Isn't the Dockatot "breathable"?
“Breathability” is a marketing ploy.
- There aren’t any CPSC standards by which to measure carbon dioxide retention levels of sleep surfaces.
- The scientific definition of textile “breathability” has to do with whether moisture vapor can pass through.
- There is no evidence that “breathable” baby products reduce the risk of SIDS.
- There are no published studies that compare SIDS risk levels of “breathable” sleep surfaces to “non-breathable” or “less breathable” ones.
- Any company can claim that their products are breathable. The term is unregulated.
Until there is an established standard for “breathable” baby products, there’s no sense in trusting a company’s “breathability” claims.
Is it safe to put a Dockatot in a crib or bassinet?
No. Babies can become wedged between the lounger and the wall of the crib.

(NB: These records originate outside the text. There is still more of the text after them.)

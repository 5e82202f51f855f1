//! Room subcommands: provisioning, listing, status changes, history, and
//! transition queries.

use clap::{Args, Subcommand};
use uuid::Uuid;

use hms_core::{RoomNumber, StaffId};
use hms_rooms::StatusChange;
use hms_state::RoomStatus;
use hms_store::{Room, RoomStore};

use crate::CliMachine;

#[derive(Args, Debug)]
pub struct RoomArgs {
    #[command(subcommand)]
    pub command: RoomCommand,
}

#[derive(Subcommand, Debug)]
pub enum RoomCommand {
    /// Provision a new room. Rooms start Available.
    Add {
        /// Room number as printed on the door (e.g. 101, 12-B).
        number: String,
    },
    /// List all rooms with their current status.
    List,
    /// Show one room in detail.
    Show {
        /// Room number.
        number: String,
    },
    /// Change a room's status through the protected state machine.
    Change {
        /// Room number.
        number: String,
        /// Target status wire name (e.g. BOOKED, CLEANING).
        status: RoomStatus,
        /// Staff member making the change.
        #[arg(long)]
        actor: Option<Uuid>,
        /// Free-text notes for the audit trail.
        #[arg(long)]
        notes: Option<String>,
        /// Administrative override: skip transition validation (blocking
        /// maintenance issues still apply) and flag the audit row.
        #[arg(long)]
        force: bool,
    },
    /// Show a room's audit history.
    History {
        /// Room number.
        number: String,
    },
    /// Show the legal target statuses for a room right now.
    Transitions {
        /// Room number.
        number: String,
    },
}

/// Execute a room subcommand. Returns whether state was mutated.
pub fn run(machine: &CliMachine, args: RoomArgs) -> anyhow::Result<bool> {
    match args.command {
        RoomCommand::Add { number } => {
            let room = Room::provision(RoomNumber::new(number)?);
            let label = format!("{} ({})", room.number, room.id);
            machine.store().insert_room(room)?;
            println!("provisioned {label}");
            Ok(true)
        }
        RoomCommand::List => {
            for room in machine.store().list_rooms() {
                let cleaned = room
                    .last_cleaned
                    .map(|t| t.to_string())
                    .unwrap_or_else(|| "-".to_string());
                println!(
                    "{:<8} {:<14} last cleaned {}",
                    room.number.to_string(),
                    room.status.to_string(),
                    cleaned
                );
            }
            Ok(false)
        }
        RoomCommand::Show { number } => {
            let room = resolve(machine, &number)?;
            println!("room       {}", room.number);
            println!("id         {}", room.id);
            println!("status     {} ({})", room.status, room.status.description());
            match room.last_cleaned {
                Some(t) => println!("cleaned    {t}"),
                None => println!("cleaned    never"),
            }
            println!("created    {}", room.created_at);
            println!("updated    {}", room.updated_at);
            Ok(false)
        }
        RoomCommand::Change {
            number,
            status,
            actor,
            notes,
            force,
        } => {
            let room = resolve(machine, &number)?;
            let old_status = room.status;

            let mut change = StatusChange::new(room.id, status);
            if let Some(actor) = actor {
                change = change.by(StaffId(actor));
            }
            if let Some(notes) = notes {
                change = change.with_notes(notes);
            }
            if force {
                change = change.forced();
            }

            let updated = machine.change_status(change)?;
            println!("{}: {} -> {}", updated.number, old_status, updated.status);
            Ok(true)
        }
        RoomCommand::History { number } => {
            let room = resolve(machine, &number)?;
            for row in machine.store().history(room.id)? {
                let old = row
                    .old_status
                    .map(|s| s.to_string())
                    .unwrap_or_else(|| "-".to_string());
                let actor = row
                    .actor_id
                    .map(|a| a.to_string())
                    .unwrap_or_else(|| "system".to_string());
                let notes = row.notes.unwrap_or_default();
                println!(
                    "#{:<4} {} {} -> {} by {} {}",
                    row.seq, row.timestamp, old, row.new_status, actor, notes
                );
            }
            Ok(false)
        }
        RoomCommand::Transitions { number } => {
            let room = resolve(machine, &number)?;
            println!("{} is {}; legal targets:", room.number, room.status);
            for target in room.status.valid_transitions() {
                println!("  {:<16} {}", target.to_string(), target.description());
            }
            Ok(false)
        }
    }
}

fn resolve(machine: &CliMachine, number: &str) -> anyhow::Result<Room> {
    Ok(machine
        .store()
        .find_by_number(&RoomNumber::new(number)?)?)
}
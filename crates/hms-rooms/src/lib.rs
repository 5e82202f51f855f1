//! # hms-rooms — Room Lifecycle Orchestrator
//!
//! The protected path every room status change takes:
//!
//! ```text
//! lock room ─▶ validate transition ─▶ conflict check ─▶ mutate ─▶ audit ─▶ commit
//! ```
//!
//! [`RoomStateMachine`] is the only component allowed to move a room
//! between states. It is generic over the storage backend
//! (`hms_store::RoomStore`) and the maintenance conflict oracle
//! (`hms_store::ConflictOracle`), so the same orchestration runs against
//! the in-memory reference store in tests and a SQL-backed store in
//! production.
//!
//! ## Guarantees
//!
//! - Two concurrent changes to the same room are serialized by the store's
//!   per-room exclusive lock; the second caller validates against the
//!   first's committed result, never against stale state.
//! - Exactly one audit row per successful change, zero per failed call.
//! - A failed call leaves the room's observable status untouched.
//! - A room can become Available only when the conflict oracle reports no
//!   blocking maintenance issues — `force` does not bypass this check.
//!
//! Introspection (`valid_transitions`, `can_transition`, [`describe()`])
//! never mutates state and is safe for display layers to call freely.

pub mod error;
pub mod machine;

pub use error::StatusChangeError;
pub use machine::{RoomStateMachine, StatusChange, FORCED_CHANGE_MARKER};

// The introspection surface is the state crate's; re-exported so callers
// of the orchestrator need only one import.
pub use hms_state::{can_transition, valid_transitions, RoomStatus, TransitionError};

/// Human-readable description of a status, for display layers.
pub fn describe(status: RoomStatus) -> &'static str {
    status.description()
}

This is in addition to the risks we discussed earlier: suffocation, positional asphyxia, rebreathing of CO2, and reduced hypoxic arousal.
Keep in mind that cribs, bassinets, and playards are only safe when used as intended by the manufacturer.
All bets are off when padding (or any accessories, for that matter) is added to the sleep space.
Is Dockatot safe for co-sleeping?
No. Loungers, nests, and pods are not safe for co-sleeping (also called bedsharing).
In fact, one of the biggest concerns about products like Dockatot and SnuggleMe is that their portability encourages bedsharing, a practice that itself increases the risk of infant death.
A Consumer Reports investigation describes these tragic infant deaths as “eerily similar” …
“In the majority of [nest-related SIDS] cases, parents put their baby to sleep in one of the products, positioned next to them in their adult bed for the night. The parents later woke up to find their baby unresponsive and cold to the touch.”
Bedsharing is a risk, with or without a co-sleeping device.
As this AAP technical report explains,
“There is no evidence that devices marketed to make bed-sharing “safe” (eg, in-bed cosleepers) reduce the risk of SIDS or suffocation or are safe. Such devices, therefore, are not recommended.”
What does the AAP say about infant loungers like Dockatot?
The American Academy of Pediatrics’ most recent safe sleep guidelines state the following:
“Don’t use products for sleep that aren’t specifically marketed for infant sleep. Examples include Boppy pillows and Dock-a-Tots.”
Earlier AAP guidelines, predating the July 2022 update, stated:
“Do not let your child fall asleep on nursing pillows or pillow-like lounging pads… The CPSC warns that more than two dozen infants died between 2012 and 2018 when left on or near these products.”